With a QCD, just make sure that the funds are paid directly from your IRA to a qualified charity. If you take a distribution from your IRA and then contribute it to a charity, then it’s not a QCD, but rather a taxable distribution. QCDs are also not available from company plans or active SEP or Simple IRAs.
As a result of the SECURE Act, you can still make QCDs starting at age 70.5 even through RMDs don’t kick in until age 72.
Lastly, the SECURE Act also repealed the age cap for make contributions to a traditional IRA. Keep in mind that if you make a “deductible” contribution to your IRA in the same year that you make a QCD, the tax-free portion of your QCD is limited. If you make a QCD for $10,000 for 2020 and also make a deductible contribution of $7,000 to your IRA, then the $7,000 portion of your QCD is taxable and the tax-free portion is only $3,000.
- Charitable deductions remain valuable in the current income tax rate environment, depending on your overall level of itemized deductions.
If you are itemizing deductions in 2020, the CAREs Act increased the limit for cash contributions this year. You can now elect to deduct up to 100% of your AGI (increased from 60%).
The CAREs Act allows for an additional “above-the-line” deductions made in cash up to $300. Even if you are not itemizing deductions, you can claim this new deduction.
There have been no changes to existing deductions for contributions made into donor-advised funds. You can deduct up to 60% of AGI for cash contributions and 30% of AGI for appreciated securities contributed to a donor-advised fund.
Regardless of the particular tax implications, you can always still donate by check, or by transferring securities (particularly those that have appreciated) or other assets. If you are unsure of the differences between these options, then click here for a review. It is advisable to review how much and to whom you are planning to give and to time your gifts properly. The three critical areas that may make the greatest difference in this pandemic include frontline health staff, safety net organizations like food banks and other non-profits that rely on in-person volunteerism, fundraising events and public performances to survive. We encourage anyone to continue your support for the organizations you always have.

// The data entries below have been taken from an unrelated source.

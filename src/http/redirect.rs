//! Redirect handling.
//!
//! A client follows up to 20 redirects by default, the same limit
//! Chromium uses. Each chain tracks the (method, URL) pairs it visited; a
//! repeat fails with `RedirectCycleDetected`.

use crate::base::neterror::NetError;
use crate::http::orderedheaders::OrderedHeaderMap;
use http::Method;
use url::Url;

/// Chromium's redirect limit.
pub const DEFAULT_MAX_REDIRECTS: usize = 20;

/// Headers that must not leak to another origin.
const SENSITIVE_HEADERS: [&str; 5] = [
    "authorization",
    "cookie",
    "cookie2",
    "proxy-authorization",
    "www-authenticate",
];

/// Headers describing a body that a redirect dropped.
const BODY_HEADERS: [&str; 4] = [
    "content-type",
    "content-length",
    "content-encoding",
    "transfer-encoding",
];

/// Whether and how far redirects are followed.
#[derive(Debug, Clone, Copy, PartialEq, Eq)]
pub struct RedirectPolicy {
    max: usize,
    follow: bool,
    referer: bool,
}

impl Default for RedirectPolicy {
    fn default() -> Self {
        Self::limited(DEFAULT_MAX_REDIRECTS)
    }
}

impl RedirectPolicy {
    /// Follow at most `max` redirects.
    pub fn limited(max: usize) -> Self {
        Self {
            max,
            follow: true,
            referer: true,
        }
    }

    /// Return 3xx responses to the caller untouched.
    pub fn none() -> Self {
        Self {
            max: 0,
            follow: false,
            referer: true,
        }
    }

    /// Send a `Referer` naming the previous URL on each hop.
    pub fn with_referer(mut self, referer: bool) -> Self {
        self.referer = referer;
        self
    }

    pub fn is_enabled(&self) -> bool {
        self.follow
    }

    pub fn max_redirects(&self) -> usize {
        self.max
    }

    pub fn referer(&self) -> bool {
        self.referer
    }
}

/// The request a redirect turns into.
#[derive(Debug, Clone, PartialEq, Eq)]
pub struct RedirectHop {
    pub url: Url,
    pub method: Method,
    /// Whether the original body is resent.
    pub keep_body: bool,
}

/// Per-request redirect state.
#[derive(Debug)]
pub struct RedirectChain {
    policy: RedirectPolicy,
    https_only: bool,
    visited: Vec<(Method, Url)>,
}

fn without_fragment(url: &Url) -> Url {
    let mut url = url.clone();
    url.set_fragment(None);
    url
}

pub fn is_redirect(status: u16) -> bool {
    matches!(status, 301 | 302 | 303 | 307 | 308)
}

impl RedirectChain {
    pub fn new(policy: RedirectPolicy, https_only: bool, method: &Method, start: &Url) -> Self {
        Self {
            policy,
            https_only,
            visited: vec![(method.clone(), without_fragment(start))],
        }
    }

    /// Number of redirects followed so far.
    pub fn hops(&self) -> usize {
        self.visited.len() - 1
    }

    /// Decide the next hop for a response. `Ok(None)` means the response is
    /// final: not a redirect, no `Location`, or redirects are disabled.
    pub fn next(
        &mut self,
        status: u16,
        location: Option<&str>,
        current: &Url,
        method: &Method,
    ) -> Result<Option<RedirectHop>, NetError> {
        if !self.policy.follow || !is_redirect(status) {
            return Ok(None);
        }
        let Some(location) = location else {
            return Ok(None);
        };

        let mut next = current.join(location.trim()).map_err(|_| NetError::InvalidRedirect)?;
        if !matches!(next.scheme(), "http" | "https") {
            return Err(NetError::InvalidRedirect);
        }
        if self.https_only && next.scheme() != "https" {
            return Err(NetError::DisallowedUrlScheme);
        }
        if next.fragment().is_none() {
            next.set_fragment(current.fragment());
        }

        let (next_method, keep_body) = redirect_method(status, method);
        let key = (next_method.clone(), without_fragment(&next));
        if self.visited.contains(&key) {
            tracing::debug!(url = %next, "redirect cycle detected");
            return Err(NetError::RedirectCycleDetected);
        }
        if self.hops() >= self.policy.max {
            return Err(NetError::TooManyRedirects);
        }
        self.visited.push(key);

        tracing::debug!(
            status,
            from = %current,
            to = %next,
            method = %next_method,
            hop = self.hops(),
            "following redirect"
        );
        Ok(Some(RedirectHop {
            url: next,
            method: next_method,
            keep_body,
        }))
    }
}

/// Method and body treatment after a redirect: 301/302/303 turn into GET
/// without a body (HEAD stays HEAD), 307/308 keep both.
pub fn redirect_method(status: u16, method: &Method) -> (Method, bool) {
    match status {
        307 | 308 => (method.clone(), true),
        301 | 302 if *method != Method::POST => (method.clone(), true),
        _ if *method == Method::HEAD => (Method::HEAD, false),
        _ => (Method::GET, false),
    }
}

fn same_origin(a: &Url, b: &Url) -> bool {
    a.scheme() == b.scheme()
        && a.host_str() == b.host_str()
        && a.port_or_known_default() == b.port_or_known_default()
}

/// The `Referer` value for a hop from `previous` to `next`. None on an
/// https to http downgrade.
pub fn make_referer(next: &Url, previous: &Url) -> Option<String> {
    if next.scheme() == "http" && previous.scheme() == "https" {
        return None;
    }
    let mut referer = previous.clone();
    referer.set_username("").ok()?;
    referer.set_password(None).ok()?;
    referer.set_fragment(None);
    Some(referer.into())
}

/// Rewrite the caller headers for the next hop.
pub fn prepare_headers(
    headers: &mut OrderedHeaderMap,
    hop: &RedirectHop,
    previous: &Url,
    referer: bool,
) {
    if !same_origin(&hop.url, previous) {
        for name in SENSITIVE_HEADERS {
            headers.remove(name);
        }
    }
    if !hop.keep_body {
        for name in BODY_HEADERS {
            headers.remove(name);
        }
    }
    if referer {
        match make_referer(&hop.url, previous) {
            Some(value) => {
                let _ = headers.insert("Referer", &value);
            }
            None => headers.remove("referer"),
        }
    }
}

- Contribute to tax qualified accounts, such as your 401(k). Pre-tax contributions to your company sponsored retirement plan reduce your current taxable income. Contributions limits for 2020 are capped at $19,500 if you are under 50 years old and $26,000 if you are 50 or older. We will follow up with more information on this topic next week.
- Use your Flexible Spending Account (FSA) balance before you lose it. Not to be confused with Healthcare Spending Accounts (HSAs), FSAs can help you spend less money on health care while you are working, but only if you use all of the money you’ve contributed by year end. In other words, FSA funds are “use it or lose it” and any unused portion after the end of the year is no longer yours. If you have any FSA funds remaining , then check the IRS list of approved medical expenses and check with your employer to see if your employer offers either a rollover option (which allows you to move up to $500 to next year’s balance) or a grace period (which provides up to 2 ½ months past the end of the year to use your funds). Your FSA likely has one of these options, but cannot have both under IRS rules. For 2020, the CAREs Act eliminated the prohibition for over-the-counter medicines (non-prescribed) being excluded as a “qualified medical expense. Owner of FSAs and HSAs can use funds to cover the cost of over-the-counter medical products, including those needed for quarantine or for social distancing, without a prescription.